Going forward, the ability and willingness of commercial banks and other intermediaries to extend credit depends in part on their capital levels, which have been harmed by large losses, and their capacity to expand equity capital. It is encouraging that financial institutions have raised a considerable amount of new capital over the past year. Even so, balance sheet pressures and broader financial market dislocations may well be with us for some time. My guess is that market functioning will improve in 2009, but things could get worse before they get better. One major concern is that home prices could fall more than markets now expect, leading to larger losses for financial institutions, which would further impair their ability to make new loans.
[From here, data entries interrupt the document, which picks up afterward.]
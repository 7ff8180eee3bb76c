//! Search orchestration: query graph in, ranked pattern hits out
//!
//! A search fans out over the clusters sharing enough method names with the
//! query, runs the external isomorphism solver against each cluster's
//! lattice, and interprets the verdicts into [`SearchHit`]s. Per-cluster and
//! per-result failures are logged and skipped; only a malformed query is
//! fatal.
//!
//! # Example
//!
//! ```no_run
//! use groum_search::search::{SearchConfig, Searcher};
//!
//! # async fn run() -> groum_search::Result<()> {
//! let config = SearchConfig::new("/data/clusters", "/usr/bin/groum-solver");
//! let searcher = Searcher::new(config)?;
//! let results = searcher.search_file("query.acdfg.bin".as_ref()).await?;
//! for cluster in &results {
//!     println!("cluster {}: {} hits", cluster.cluster_id, cluster.hits.len());
//! }
//! # Ok(())
//! # }
//! ```

mod interpret;
mod solver;

pub use interpret::{classify, Classification};

use std::io::Write as _;
use std::path::{Path, PathBuf};
use std::time::Duration;

use serde::{Deserialize, Serialize};
use tracing::{debug, warn};

use crate::error::Result;
use crate::graph::Acdfg;
use crate::index::ClusterIndex;

/// Tunables for a [`Searcher`]
#[derive(Debug, Clone)]
pub struct SearchConfig {
    /// Directory holding `clusters.txt` and the per-cluster lattices
    pub cluster_dir: PathBuf,
    /// Path to the isomorphism solver binary
    pub solver_path: PathBuf,
    /// Wall-clock budget per solver run
    pub timeout: Duration,
    /// Minimum method names a cluster must share with the query
    pub min_methods_in_common: usize,
}

impl SearchConfig {
    /// Config with the reference defaults: 10s solver budget, two methods in
    /// common
    pub fn new(cluster_dir: impl Into<PathBuf>, solver_path: impl Into<PathBuf>) -> Self {
        Self {
            cluster_dir: cluster_dir.into(),
            solver_path: solver_path.into(),
            timeout: Duration::from_secs(10),
            min_methods_in_common: 2,
        }
    }

    fn lattice_path(&self, cluster_id: u32) -> PathBuf {
        self.cluster_dir
            .join("all_clusters")
            .join(format!("cluster_{cluster_id}"))
            .join(format!("cluster_{cluster_id}_lattice.bin"))
    }
}

/// Line-level correspondence between the query and one cluster member
#[derive(Debug, Clone, PartialEq, Eq, Serialize, Deserialize)]
pub struct MemberMatch {
    /// Fully qualified member method name
    pub method_name: String,
    /// `(query line, member line)` pairs for matched calls
    pub matched_lines: Vec<(u32, u32)>,
    /// Member lines with no query counterpart
    pub added_lines: Vec<u32>,
    /// Query lines with no member counterpart
    pub removed_lines: Vec<u32>,
}

/// One pattern bin as seen from the query
#[derive(Debug, Clone, PartialEq, Eq, Serialize, Deserialize)]
pub struct BinRef {
    /// Bin id within its cluster lattice
    pub id: u32,
    /// Popularity: members of this bin and every bin subsuming it
    pub frequency: u64,
    /// Direct member count
    pub cardinality: u64,
    /// Per-member line correspondences
    pub members: Vec<MemberMatch>,
    /// Prose recommendations from the structural residues
    pub diffs: Vec<String>,
    /// Pseudocode rendering of the bin's pattern
    pub pattern_code: String,
}

/// One interpreted solver verdict
#[derive(Debug, Clone, PartialEq, Eq, Serialize, Deserialize)]
pub struct SearchHit {
    /// Verdict label (`CORRECT`, `ANOMALOUS_SUBSUMED`, ...)
    pub label: String,
    /// Frequency of the reference bin, the ranking key
    pub popularity: u64,
    /// The reference pattern bin
    pub reference: BinRef,
    /// The anomalous bin, for anomaly verdicts
    pub anomalous: Option<BinRef>,
}

/// All hits one cluster contributed
#[derive(Debug, Clone, PartialEq, Eq, Serialize, Deserialize)]
pub struct ClusterResults {
    /// Cluster id from the descriptor
    pub cluster_id: u32,
    /// Hits, most popular first
    pub hits: Vec<SearchHit>,
}

/// Pattern search engine over a mined cluster directory
///
/// The cluster index is built once at construction and only read
/// afterwards, so a `Searcher` can serve concurrent searches.
#[derive(Debug)]
pub struct Searcher {
    config: SearchConfig,
    index: ClusterIndex,
}

impl Searcher {
    /// Build the engine, loading `clusters.txt` from the cluster directory
    ///
    /// # Errors
    ///
    /// I/O or descriptor parse failure.
    pub fn new(config: SearchConfig) -> Result<Self> {
        let index = ClusterIndex::from_file(&config.cluster_dir.join("clusters.txt"))?;
        Ok(Self { config, index })
    }

    /// Decode a query graph file and search it
    ///
    /// # Errors
    ///
    /// Only query decode and I/O failures; matching failures are isolated
    /// per cluster.
    pub async fn search_file(&self, path: &Path) -> Result<Vec<ClusterResults>> {
        let bytes = tokio::fs::read(path).await?;
        let query = Acdfg::from_bytes(&bytes)?;
        self.search(&query).await
    }

    /// Search every candidate cluster for the query
    ///
    /// Clusters are processed sequentially; a solver timeout, nonzero exit,
    /// or undecodable output drops that cluster's contribution and the
    /// search continues. Returned clusters are ordered by their best hit's
    /// popularity descending, hits within a cluster likewise (bin id breaks
    /// ties).
    ///
    /// # Errors
    ///
    /// I/O failure writing the query scratch file.
    pub async fn search(&self, query: &Acdfg) -> Result<Vec<ClusterResults>> {
        let names = query.method_names();
        let name_refs: Vec<&str> = names.iter().map(String::as_str).collect();
        let candidates = self
            .index
            .clusters_for(&name_refs, self.config.min_methods_in_common);
        debug!(candidates = candidates.len(), "clusters selected for query");

        // The solver reads the query from disk
        let mut query_file = tempfile::NamedTempFile::new()?;
        query_file.write_all(&query.to_bytes())?;
        query_file.flush()?;

        let mut clusters: Vec<ClusterResults> = Vec::new();
        for candidate in candidates {
            let lattice_path = self.config.lattice_path(candidate.id);
            let outcome =
                solver::run_solver(&self.config, query_file.path(), &lattice_path).await;
            let file = match outcome {
                Ok(file) => file,
                Err(err) => {
                    warn!(cluster = candidate.id, %err, "cluster skipped");
                    continue;
                }
            };

            let mut hits: Vec<SearchHit> = Vec::new();
            for result in &file.results {
                match interpret::interpret_result(query, &file.lattice, result) {
                    Ok(hit) => hits.push(hit),
                    Err(err) => {
                        warn!(cluster = candidate.id, %err, "result skipped");
                    }
                }
            }
            if hits.is_empty() {
                continue;
            }
            hits.sort_by(|a, b| {
                b.popularity
                    .cmp(&a.popularity)
                    .then(a.reference.id.cmp(&b.reference.id))
            });
            clusters.push(ClusterResults {
                cluster_id: candidate.id,
                hits,
            });
        }

        clusters.sort_by(|a, b| {
            let pa = a.hits.first().map_or(0, |h| h.popularity);
            let pb = b.hits.first().map_or(0, |h| h.popularity);
            pb.cmp(&pa).then(a.cluster_id.cmp(&b.cluster_id))
        });
        Ok(clusters)
    }
}

#[cfg(test)]
mod tests {
    use super::*;

    #[test]
    fn test_config_defaults() {
        let config = SearchConfig::new("/data/clusters", "/bin/solver");
        assert_eq!(config.timeout, Duration::from_secs(10));
        assert_eq!(config.min_methods_in_common, 2);
    }

    #[test]
    fn test_lattice_path_layout() {
        let config = SearchConfig::new("/data/clusters", "/bin/solver");
        assert_eq!(
            config.lattice_path(12),
            PathBuf::from("/data/clusters/all_clusters/cluster_12/cluster_12_lattice.bin")
        );
    }

    #[test]
    fn test_result_shapes_serialize() {
        let hit = SearchHit {
            label: "CORRECT".to_owned(),
            popularity: 5,
            reference: BinRef {
                id: 1,
                frequency: 5,
                cardinality: 2,
                members: vec![MemberMatch {
                    method_name: "com.example.App.run".to_owned(),
                    matched_lines: vec![(5, 30)],
                    added_lines: vec![],
                    removed_lines: vec![6],
                }],
                diffs: vec![],
                pattern_code: String::new(),
            },
            anomalous: None,
        };
        let cluster = ClusterResults {
            cluster_id: 3,
            hits: vec![hit],
        };
        let json = serde_json::to_string(&cluster).unwrap();
        let back: ClusterResults = serde_json::from_str(&json).unwrap();
        assert_eq!(cluster, back);
    }
}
The deepening of the credit crunch could then lead to further declines in house prices, intensifying the adverse feedback loop that seems to be operating in our economy.
Commodities
Beyond the many repercussions of falling house prices, another factor putting a damper on economic activity has been surging prices for commodities, including energy, food and metals. There’s plenty of debate about where this surge in commodity prices came from. Indeed, some have argued that speculative trading in commodity markets is the main cause. Personally, I’m not yet persuaded by that explanation. For example, if speculators were important in driving prices up, then inventories would have risen as these speculators sought to profit from future sales at higher prices. However, inventories have instead been declining in most commodity markets, apparently reflecting high fundamental demand from buyers who actually use the commodities in the production of other products.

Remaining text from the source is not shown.